Only those lines in the data below from the line containing "if row.len() <" through the line containing "let (home_leg1, away_leg1)", both included, should be restated word for word.

Stored data entries
Start of Block

use serde::{Deserialize, Serialize};

use crate::round_label::normalize_round_label;
use crate::season::SeasonId;

const HOME_CELL: usize = 2;
const AWAY_CELL: usize = 3;
const LEG1_CELLS: (usize, usize) = (4, 5);
const LEG2_CELLS: (usize, usize) = (7, 8);
const MIN_MATCH_CELLS: usize = 9;

#[derive(Debug, Clone, Copy, PartialEq, Eq, Hash, Serialize, Deserialize)]
pub enum Competition {
    Division1,
    Division2,
    Cup,
}

impl Competition {
    pub fn label(self) -> &'static str {
        match self {
            Competition::Division1 => "Division 1",
            Competition::Division2 => "Division 2",
            Competition::Cup => "CUP",
        }
    }
}

#[derive(Debug, Clone, PartialEq, Eq, Serialize, Deserialize)]
pub struct Fixture {
    pub season: SeasonId,
    pub competition: Competition,
    pub round: Option<String>,
    pub home: String,
    pub away: String,
    pub home_leg1: Option<i32>,
    pub away_leg1: Option<i32>,
    pub home_leg2: Option<i32>,
    pub away_leg2: Option<i32>,
}

/// One played leg of a fixture, scores from the home side's view.
#[derive(Debug, Clone, Copy, PartialEq, Eq)]
pub struct Leg {
    pub number: u8,
    pub home_score: i32,
    pub away_score: i32,
}

impl Fixture {
    /// Legs with both scores present, leg 1 first. Unplayed legs are skipped.
    pub fn legs(&self) -> impl Iterator<Item = Leg> + '_ {
        [
            (1u8, self.home_leg1, self.away_leg1),
            (2u8, self.home_leg2, self.away_leg2),
        ]
        .into_iter()
        .filter_map(|(number, home, away)| {
            let (Some(home_score), Some(away_score)) = (home, away) else {
                return None;
            };
            Some(Leg {
                number,
                home_score,
                away_score,
            })
        })
    }

    pub fn involves(&self, player: &str) -> bool {
        self.home.eq_ignore_ascii_case(player) || self.away.eq_ignore_ascii_case(player)
    }
}

/// Canonical player handle: trimmed and lower-cased.
pub fn canonical_player(raw: &str) -> String {
    raw.trim().to_lowercase()
}

/// Parse a league division worksheet. Round headers are any row with a
/// cell mentioning ROUND; their text goes through the round normalizer.
pub fn parse_division_rows(
    rows: &[Vec<String>],
    season: &SeasonId,
    competition: Competition,
) -> Vec<Fixture> {
    let mut out = Vec::new();
    let mut current_round: Option<String> = None;

    for row in rows {
        if row
            .iter()
            .any(|cell| !cell.is_empty() && cell.to_uppercase().contains("ROUND"))
        {
            current_round = Some(normalize_round_label(&joined_cells(row)));
            continue;
        }
        if let Some(fixture) = parse_match_row(row, season, competition, &current_round) {
            out.push(fixture);
        }
    }

    out
}

/// Parse the cup worksheet. A header is a lone non-empty cell with the two
/// name cells empty, e.g. "Playoffs" or "R of 32"; it is kept verbatim.
pub fn parse_cup_rows(rows: &[Vec<String>], season: &SeasonId) -> Vec<Fixture> {
    let mut out = Vec::new();
    let mut current_round: Option<String> = None;

    for row in rows {
        let filled = row.iter().filter(|cell| !cell.is_empty()).count();
        if filled == 1 && cell_is_blank(row, HOME_CELL) && cell_is_blank(row, AWAY_CELL) {
            current_round = Some(joined_cells(row));
            continue;
        }
        if let Some(fixture) = parse_match_row(row, season, Competition::Cup, &current_round) {
            out.push(fixture);
        }
    }

    out
}

fn parse_match_row(
    row: &[String],
    season: &SeasonId,
    competition: Competition,
    round: &Option<String>,
) -> Option<Fixture> {
    if row.len() < MIN_MATCH_CELLS {
        return None;
    }
    let home = &row[HOME_CELL];
    let away = &row[AWAY_CELL];
    if home.is_empty() || away.is_empty() {
        return None;
    }

    let (home_leg1, away_leg1) = parse_leg(row, LEG1_CELLS);
    let (home_leg2, away_leg2) = parse_leg(row, LEG2_CELLS);

    Some(Fixture {
        season: season.clone(),
        competition,
        round: round.clone(),
        home: canonical_player(home),
        away: canonical_player(away),
        home_leg1,
        away_leg1,
        home_leg2,
        away_leg2,
    })
}

fn parse_leg(row: &[String], (home_idx, away_idx): (usize, usize)) -> (Option<i32>, Option<i32>) {
    let home = row.get(home_idx).and_then(|cell| parse_score(cell));
    let away = row.get(away_idx).and_then(|cell| parse_score(cell));
    match (home, away) {
        (Some(h), Some(a)) => (Some(h), Some(a)),
        _ => (None, None),
    }
}

/// Goals are small non-negative counts; anything else is an unplayed leg.
fn parse_score(cell: &str) -> Option<i32> {
    cell.trim().parse::<u16>().ok().map(i32::from)
}

fn joined_cells(row: &[String]) -> String {
    row.iter()
        .filter(|cell| !cell.is_empty())
        .map(String::as_str)
        .collect::<Vec<_>>()
        .join(" ")
        .trim()
        .to_string()
}

fn cell_is_blank(row: &[String], idx: usize) -> bool {
    row.get(idx).is_none_or(|cell| cell.trim().is_empty())
}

End of Block

Solution
    if row.len() < MIN_MATCH_CELLS {
        return None;
    }
    let home = &row[HOME_CELL];
    let away = &row[AWAY_CELL];
    if home.is_empty() || away.is_empty() {
        return None;
    }

    let (home_leg1, away_leg1) = parse_leg(row, LEG1_CELLS);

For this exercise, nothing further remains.